I’ve begun the read through of Finnegans Afoot. I’ve been making lots of notes about things to add or emphasize and things to review for continuity problems (are they hiking up the mountain or down it? is the scene set on a Wednesday or a Thursday?). Plus I want to smooth the areas where I had earlier added ideas long after finishing a given chapter and such. The total word count of the first draft was a little low as well, so I’ve been looking for opportunities to slip in more substantive writing (rather than just fluff). I’m confident that it will all come together. As I noted earlier, I grew to like this story much more as it grew closer to completion.

Even so, after reviewing five chapters (not quite one third of the novel as currently written) I’ve only netted a gain of 147 words. Could it be that the novel is so perfectly written that it requires no significant work? (Of course not! Don’t think I’m being vain.) I suspect that it is the nature of earlier chapters to be better polished simply because they have been around longer and have had regular work done to them during the process of writing the whole novel.

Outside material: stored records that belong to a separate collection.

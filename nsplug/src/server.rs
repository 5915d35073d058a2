//! Instance registry served to hosts.
//!
//! One server process can hold several configured plugin instances. Each
//! `configure` builds a fresh plugin from the factory and returns the id the
//! host uses for every later call.

use crate::encoding::FromValue;
use crate::error::{Error, Result};
use crate::framework::Context;
use crate::plugin::{GetReq, GetResult, Plugin};
use crate::value::Value;
use indexmap::IndexMap;
use std::collections::HashMap;
use std::sync::atomic::{AtomicU64, Ordering};
use std::sync::{Arc, RwLock};
use tracing::debug;

pub type PluginFactory = Box<dyn Fn() -> Box<dyn Plugin> + Send + Sync>;

/// A request addressed to one plugin instance.
#[derive(Debug, Clone, PartialEq)]
pub struct InstanceRequest {
    pub instance_id: u64,
    pub request: GetReq,
}

#[derive(Debug, Clone, PartialEq)]
pub struct InstanceResult {
    pub instance_id: u64,
    pub result: GetResult,
}

pub struct PluginServer {
    factory: PluginFactory,
    next_id: AtomicU64,
    instances: RwLock<HashMap<u64, Arc<dyn Plugin>>>,
}

impl PluginServer {
    pub fn new<F>(factory: F) -> Self
    where
        F: Fn() -> Box<dyn Plugin> + Send + Sync + 'static,
    {
        Self {
            factory: Box::new(factory),
            next_id: AtomicU64::new(0),
            instances: RwLock::new(HashMap::new()),
        }
    }

    /// Builds and configures a new instance. The config must be a
    /// string-keyed map.
    pub fn configure(&self, config: &Value) -> Result<u64> {
        let config = Context::from_value(config).map_err(Error::ConfigConversion)?;

        let plugin: Arc<dyn Plugin> = Arc::from((self.factory)());
        plugin.configure(&config)?;

        let instance_id = self.next_id.fetch_add(1, Ordering::SeqCst) + 1;
        self.instances
            .write()
            .map_err(poisoned)?
            .insert(instance_id, plugin);
        debug!(instance_id, "plugin instance configured");
        Ok(instance_id)
    }

    /// Dispatches requests to their instances.
    ///
    /// Requests are grouped by instance in first-seen order and each group is
    /// passed to its plugin as one batch; results follow the same order.
    pub fn get(&self, reqs: Vec<InstanceRequest>) -> Result<Vec<InstanceResult>> {
        let mut groups: IndexMap<u64, Vec<GetReq>> = IndexMap::new();
        for req in reqs {
            groups.entry(req.instance_id).or_default().push(req.request);
        }

        let mut results = Vec::new();
        for (instance_id, batch) in groups {
            let plugin = self.instance(instance_id)?;
            debug!(instance_id, requests = batch.len(), "dispatching batch");
            for result in plugin.get(&batch)? {
                results.push(InstanceResult {
                    instance_id,
                    result,
                });
            }
        }
        Ok(results)
    }

    /// Removes an instance and closes it. Unknown ids are ignored.
    pub fn close(&self, instance_id: u64) -> Result<()> {
        let removed = self
            .instances
            .write()
            .map_err(poisoned)?
            .remove(&instance_id);
        match removed {
            Some(plugin) => {
                debug!(instance_id, "closing plugin instance");
                plugin.close()
            }
            None => Ok(()),
        }
    }

    pub fn instance_count(&self) -> usize {
        self.instances.read().map(|m| m.len()).unwrap_or(0)
    }

    fn instance(&self, instance_id: u64) -> Result<Arc<dyn Plugin>> {
        self.instances
            .read()
            .map_err(poisoned)?
            .get(&instance_id)
            .cloned()
            .ok_or(Error::UnknownInstance(instance_id))
    }
}

fn poisoned<T>(_: T) -> Error {
    Error::Internal("instance registry lock poisoned".to_string())
}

Writing is rewriting. I learned that lesson long ago. Every bit of writing benefits from a cooling off period followed by heartless review and reworking. One ancient Greek philosopher recommended letting a piece of writing sit for something like eight years before coming back to it to revise it. I don’t think I want to wait that long, but I only finished the last chapter a week or so ago, and I suspect that I’ll need to give it yet another heartless review after a few months.